WHAT THE EXERCISE ASKS
Nothing in the data may be omitted; output it all verbatim.

RECORDS SUPPLIED

use crate::types::{EvolutionFamily, EvolutionNode};
use serde::Serialize;
use std::collections::HashSet;

/// One step of a flat evolution line
#[derive(Debug, Clone, Serialize)]
pub struct ChainLink<'f> {
    pub node: &'f EvolutionNode,

    /// Method from the previous link; `None` for the first
    pub method: Option<&'f str>,

    pub is_current: bool,
}

/// Single-line view of a family: walk back from `focus_id` along first
/// incoming edges to a member with none, then forward along first outgoing
/// edges.
///
/// Side branches are not shown, so a focal member on a non-first branch is
/// absent from the line. An unknown `focus_id` starts from the first base.
pub fn flat_chain(family: &EvolutionFamily, focus_id: u32) -> Vec<ChainLink<'_>> {
    let start = if family.contains(focus_id) {
        let mut current = focus_id;
        let mut seen = HashSet::from([current]);
        while let Some(edge) = family.incoming(current).next() {
            if !seen.insert(edge.from) {
                break;
            }
            current = edge.from;
        }
        current
    } else {
        match family.base_ids.first() {
            Some(&base) => base,
            None => return Vec::new(),
        }
    };

    let mut links = Vec::new();
    let mut seen = HashSet::new();
    let mut current = start;
    let mut method = None;

    while let Some(node) = family.node(current) {
        if !seen.insert(current) {
            break;
        }
        links.push(ChainLink {
            node,
            method,
            is_current: current == focus_id,
        });

        let Some(edge) = family.outgoing(current).next() else {
            break;
        };
        method = Some(edge.method.as_str());
        current = edge.to;
    }

    links
}

#[cfg(test)]
mod tests {
    use super::*;
    use crate::types::EvolutionEdge;

    fn family(bases: &[u32], ids: &[u32], edges: &[(u32, u32, &str)]) -> EvolutionFamily {
        let mut family = EvolutionFamily::new(bases[0].to_string());
        family.base_ids = bases.to_vec();
        for &id in ids {
            family.add_node(EvolutionNode {
                id,
                name: format!("#{id}"),
                sprite: String::new(),
                image: String::new(),
                types: Vec::new(),
                species: String::new(),
            });
        }
        for &(from, to, method) in edges {
            family.add_edge(EvolutionEdge {
                from,
                to,
                method: method.to_string(),
            });
        }
        family
    }

    fn ids(chain: &[ChainLink<'_>]) -> Vec<u32> {
        chain.iter().map(|l| l.node.id).collect()
    }

    #[test]
    fn walks_back_to_base_then_forward() {
        let family = family(&[1], &[1, 2, 3], &[(1, 2, "Level 16"), (2, 3, "Level 32")]);
        let chain = flat_chain(&family, 3);

        assert_eq!(ids(&chain), vec![1, 2, 3]);
        assert_eq!(chain[0].method, None);
        assert_eq!(chain[2].method, Some("Level 32"));
        assert!(chain[2].is_current);
        assert!(!chain[0].is_current);
    }

    #[test]
    fn follows_first_branch_only() {
        let family = family(
            &[43],
            &[43, 44, 45, 182],
            &[(43, 44, "Level 21"), (44, 45, "Leaf Stone"), (44, 182, "Sun Stone")],
        );

        let chain = flat_chain(&family, 182);
        assert_eq!(ids(&chain), vec![43, 44, 45]);
        assert!(chain.iter().all(|l| !l.is_current));
    }

    #[test]
    fn unknown_focus_starts_at_base() {
        let family = family(&[1], &[1, 2], &[(1, 2, "Level 16")]);
        let chain = flat_chain(&family, 999);
        assert_eq!(ids(&chain), vec![1, 2]);
    }

    #[test]
    fn cycle_is_cut() {
        let family = family(&[1], &[1, 2], &[(1, 2, "a"), (2, 1, "b")]);
        assert_eq!(ids(&flat_chain(&family, 2)), vec![1, 2]);
    }
}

WRITTEN SOLUTION
use crate::types::{EvolutionFamily, EvolutionNode};
use serde::Serialize;
use std::collections::HashSet;

/// One step of a flat evolution line
#[derive(Debug, Clone, Serialize)]
pub struct ChainLink<'f> {
    pub node: &'f EvolutionNode,

    /// Method from the previous link; `None` for the first
    pub method: Option<&'f str>,

    pub is_current: bool,
}

/// Single-line view of a family: walk back from `focus_id` along first
/// incoming edges to a member with none, then forward along first outgoing
/// edges.
///
/// Side branches are not shown, so a focal member on a non-first branch is
/// absent from the line. An unknown `focus_id` starts from the first base.
pub fn flat_chain(family: &EvolutionFamily, focus_id: u32) -> Vec<ChainLink<'_>> {
    let start = if family.contains(focus_id) {
        let mut current = focus_id;
        let mut seen = HashSet::from([current]);
        while let Some(edge) = family.incoming(current).next() {
            if !seen.insert(edge.from) {
                break;
            }
            current = edge.from;
        }
        current
    } else {
        match family.base_ids.first() {
            Some(&base) => base,
            None => return Vec::new(),
        }
    };

    let mut links = Vec::new();
    let mut seen = HashSet::new();
    let mut current = start;
    let mut method = None;

    while let Some(node) = family.node(current) {
        if !seen.insert(current) {
            break;
        }
        links.push(ChainLink {
            node,
            method,
            is_current: current == focus_id,
        });

        let Some(edge) = family.outgoing(current).next() else {
            break;
        };
        method = Some(edge.method.as_str());
        current = edge.to;
    }

    links
}

#[cfg(test)]
mod tests {
    use super::*;
    use crate::types::EvolutionEdge;

    fn family(bases: &[u32], ids: &[u32], edges: &[(u32, u32, &str)]) -> EvolutionFamily {
        let mut family = EvolutionFamily::new(bases[0].to_string());
        family.base_ids = bases.to_vec();
        for &id in ids {
            family.add_node(EvolutionNode {
                id,
                name: format!("#{id}"),
                sprite: String::new(),
                image: String::new(),
                types: Vec::new(),
                species: String::new(),
            });
        }
        for &(from, to, method) in edges {
            family.add_edge(EvolutionEdge {
                from,
                to,
                method: method.to_string(),
            });
        }
        family
    }

    fn ids(chain: &[ChainLink<'_>]) -> Vec<u32> {
        chain.iter().map(|l| l.node.id).collect()
    }

    #[test]
    fn walks_back_to_base_then_forward() {
        let family = family(&[1], &[1, 2, 3], &[(1, 2, "Level 16"), (2, 3, "Level 32")]);
        let chain = flat_chain(&family, 3);

        assert_eq!(ids(&chain), vec![1, 2, 3]);
        assert_eq!(chain[0].method, None);
        assert_eq!(chain[2].method, Some("Level 32"));
        assert!(chain[2].is_current);
        assert!(!chain[0].is_current);
    }

    #[test]
    fn follows_first_branch_only() {
        let family = family(
            &[43],
            &[43, 44, 45, 182],
            &[(43, 44, "Level 21"), (44, 45, "Leaf Stone"), (44, 182, "Sun Stone")],
        );

        let chain = flat_chain(&family, 182);
        assert_eq!(ids(&chain), vec![43, 44, 45]);
        assert!(chain.iter().all(|l| !l.is_current));
    }

    #[test]
    fn unknown_focus_starts_at_base() {
        let family = family(&[1], &[1, 2], &[(1, 2, "Level 16")]);
        let chain = flat_chain(&family, 999);
        assert_eq!(ids(&chain), vec![1, 2]);
    }

    #[test]
    fn cycle_is_cut() {
        let family = family(&[1], &[1, 2], &[(1, 2, "a"), (2, 1, "b")]);
        assert_eq!(ids(&flat_chain(&family, 2)), vec![1, 2]);
    }
}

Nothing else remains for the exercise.